La realizzazione di queste funzioni e il grado di attrattiva per l’individuo dipendono dalle reali opportunità di lavoro; infatti, i lavori precari o dequalificati ostacolano in genere la formazione di legami significativi con il Sé.

Atteggiamenti verso il lavoro
In ogni epoca esistono rappresentazioni sociali del lavoro che concorrono a formare negli individui degli atteggiamenti specifici nei confronti del lavoro. Ad esempio, se nella rappresentazione del lavoro risultano centrali la stabilità, la sicurezza, la protezione, sono probabili atteggiamenti negativi nei confronti delle varie forme di flessibilità occupazionale, anche se ben ricompensate.

Mentre i valori costituiscono criteri generali di valutazione, gli atteggiamenti verso il lavoro sono più specifici e riguardano oggetti e aspetti concreti della situazione effettivamente vissuta, sono quindi più numerosi dei valori, molto più vicini alle decisioni quotidiane e, proprio per questo, anche più facilmente modificabili.

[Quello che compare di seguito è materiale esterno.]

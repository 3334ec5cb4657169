// Licensed to the Apache Software Foundation (ASF) under one
// or more contributor license agreements.  See the NOTICE file
// distributed with this work for additional information
// regarding copyright ownership.  The ASF licenses this file
// to you under the Apache License, Version 2.0 (the
// "License"); you may not use this file except in compliance
// with the License.  You may obtain a copy of the License at
//
//   http://www.apache.org/licenses/LICENSE-2.0
//
// Unless required by applicable law or agreed to in writing,
// software distributed under the License is distributed on an
// "AS IS" BASIS, WITHOUT WARRANTIES OR CONDITIONS OF ANY
// KIND, either express or implied.  See the License for the
// specific language governing permissions and limitations
// under the License.
use std::time::Duration;

const BACKOFF_YIELD_ATTEMPTS: usize = 4;
const BACKOFF_MAX_ATTEMPTS: usize = 20;
const BACKOFF_INITIAL_SLEEP_US: u64 = 1;
const BACKOFF_MAX_SLEEP_US: u64 = 16_384;

/// Retry `op` until it returns true, yielding first and then sleeping with
/// exponentially growing pauses. Returns false once the attempt budget is
/// exhausted with `op` still failing.
pub fn retry_with_backoff<F>(mut op: F) -> bool
where
    F: FnMut() -> bool,
{
    let mut sleep_us = BACKOFF_INITIAL_SLEEP_US;
    for attempt in 0..BACKOFF_MAX_ATTEMPTS {
        if op() {
            return true;
        }
        if attempt < BACKOFF_YIELD_ATTEMPTS {
            std::thread::yield_now();
        } else {
            std::thread::sleep(Duration::from_micros(sleep_us));
            sleep_us = (sleep_us * 2).min(BACKOFF_MAX_SLEEP_US);
        }
    }
    op()
}

#[cfg(test)]
mod tests {
    use super::retry_with_backoff;

    #[test]
    fn retry_returns_immediately_on_success() {
        let mut calls = 0;
        assert!(retry_with_backoff(|| {
            calls += 1;
            true
        }));
        assert_eq!(calls, 1);
    }

    #[test]
    fn retry_succeeds_after_transient_failures() {
        let mut calls = 0;
        assert!(retry_with_backoff(|| {
            calls += 1;
            calls >= 3
        }));
        assert_eq!(calls, 3);
    }

    #[test]
    fn retry_gives_up_when_op_never_succeeds() {
        assert!(!retry_with_backoff(|| false));
    }
}
// Licensed to the Apache Software Foundation (ASF) under one
// or more contributor license agreements.  See the NOTICE file
// distributed with this work for additional information
// regarding copyright ownership.  The ASF licenses this file
// to you under the Apache License, Version 2.0 (the
// "License"); you may not use this file except in compliance
// with the License.  You may obtain a copy of the License at
//
//   http://www.apache.org/licenses/LICENSE-2.0
//
// Unless required by applicable law or agreed to in writing,
// software distributed under the License is distributed on an
// "AS IS" BASIS, WITHOUT WARRANTIES OR CONDITIONS OF ANY
// KIND, either express or implied.  See the License for the
// specific language governing permissions and limitations
// under the License.
pub mod common;
pub mod scheduler;
pub mod storage;

// Hyrise-BE-like folder layout, with `novarise_*` convenience aliases.
pub use common::app_config as novarise_config;
pub use common::logging as novarise_logging;
pub use scheduler::node_queue_scheduler as novarise_scheduler;
pub use storage::buffer as novarise_buffer;

pub use common::ids::{CpuId, NodeId, TaskId, WorkerId, CURRENT_NODE_ID};
pub use scheduler::node_queue_scheduler::{
    current_scheduler, set_current_scheduler, NodeQueueScheduler,
};
pub use scheduler::task::{SchedulePriority, Task};
pub use scheduler::SchedulerError;
pub use storage::buffer::page_allocator::PageAllocator;
pub use storage::buffer::BufferError;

Oltre agli atteggiamenti esistono anche reazioni affettive nei confronti del lavoro, cioè stati d’animo ed emozioni derivanti dall’esperienza presente e che influenzano il comportamento lavorativo. Diversi autori sostengono che le dinamiche del lavoro siano poco comprensibili se non si considera la dimensione affettiva e le emozioni (es. ricerca della fiducia, sentimenti di appartenenza, imbarazzo, paura, ecc.).

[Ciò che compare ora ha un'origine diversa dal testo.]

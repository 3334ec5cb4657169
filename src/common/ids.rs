// Licensed to the Apache Software Foundation (ASF) under one
// or more contributor license agreements.  See the NOTICE file
// distributed with this work for additional information
// regarding copyright ownership.  The ASF licenses this file
// to you under the Apache License, Version 2.0 (the
// "License"); you may not use this file except in compliance
// with the License.  You may obtain a copy of the License at
//
//   http://www.apache.org/licenses/LICENSE-2.0
//
// Unless required by applicable law or agreed to in writing,
// software distributed under the License is distributed on an
// "AS IS" BASIS, WITHOUT WARRANTIES OR CONDITIONS OF ANY
// KIND, either express or implied.  See the License for the
// specific language governing permissions and limitations
// under the License.
use std::fmt;

/// Identifier of a scheduled task, assigned at admission in submission order.
///
/// Task ids are unique per scheduler lifecycle and carry no execution-order
/// guarantee.
#[derive(Copy, Clone, Debug, Eq, PartialEq, Hash, Ord, PartialOrd)]
pub struct TaskId(pub u64);

impl TaskId {
    pub const fn new(value: u64) -> Self {
        Self(value)
    }

    pub const fn as_u64(self) -> u64 {
        self.0
    }
}

impl fmt::Display for TaskId {
    fn fmt(&self, f: &mut fmt::Formatter<'_>) -> fmt::Result {
        write!(f, "{}", self.0)
    }
}

/// Identifier of a worker thread.
#[derive(Copy, Clone, Debug, Eq, PartialEq, Hash, Ord, PartialOrd)]
pub struct WorkerId(pub u32);

impl WorkerId {
    pub const fn new(value: u32) -> Self {
        Self(value)
    }

    pub const fn as_u32(self) -> u32 {
        self.0
    }
}

impl fmt::Display for WorkerId {
    fn fmt(&self, f: &mut fmt::Formatter<'_>) -> fmt::Result {
        write!(f, "{}", self.0)
    }
}

/// Identifier of a NUMA node.
#[derive(Copy, Clone, Debug, Eq, PartialEq, Hash, Ord, PartialOrd)]
pub struct NodeId(pub u32);

/// Sentinel node id meaning "place on the submitting thread's node".
pub const CURRENT_NODE_ID: NodeId = NodeId(u32::MAX);

impl NodeId {
    pub const fn new(value: u32) -> Self {
        Self(value)
    }

    pub const fn as_u32(self) -> u32 {
        self.0
    }

    pub const fn as_usize(self) -> usize {
        self.0 as usize
    }
}

impl fmt::Display for NodeId {
    fn fmt(&self, f: &mut fmt::Formatter<'_>) -> fmt::Result {
        write!(f, "{}", self.0)
    }
}

/// Identifier of a logical CPU as reported by the OS.
#[derive(Copy, Clone, Debug, Eq, PartialEq, Hash, Ord, PartialOrd)]
pub struct CpuId(pub u32);

impl CpuId {
    pub const fn new(value: u32) -> Self {
        Self(value)
    }

    pub const fn as_u32(self) -> u32 {
        self.0
    }

    pub const fn as_usize(self) -> usize {
        self.0 as usize
    }
}

impl fmt::Display for CpuId {
    fn fmt(&self, f: &mut fmt::Formatter<'_>) -> fmt::Result {
        write!(f, "{}", self.0)
    }
}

Diversi studi segnalano effetti di aumento della creatività e dell’interazione sociale o di miglioramento della leadership proprio in presenza di stati d’animo positivi, così come la presenza di orientamenti emozionali negativi in caso di stress cronico e burnout. In generale, all’interno delle organizzazioni le persone eseguono un lavoro emozionale impegnativo, teso a regolare e controllare sentimenti ed emozioni e a manifestarli secondo forme socialmente accettabili.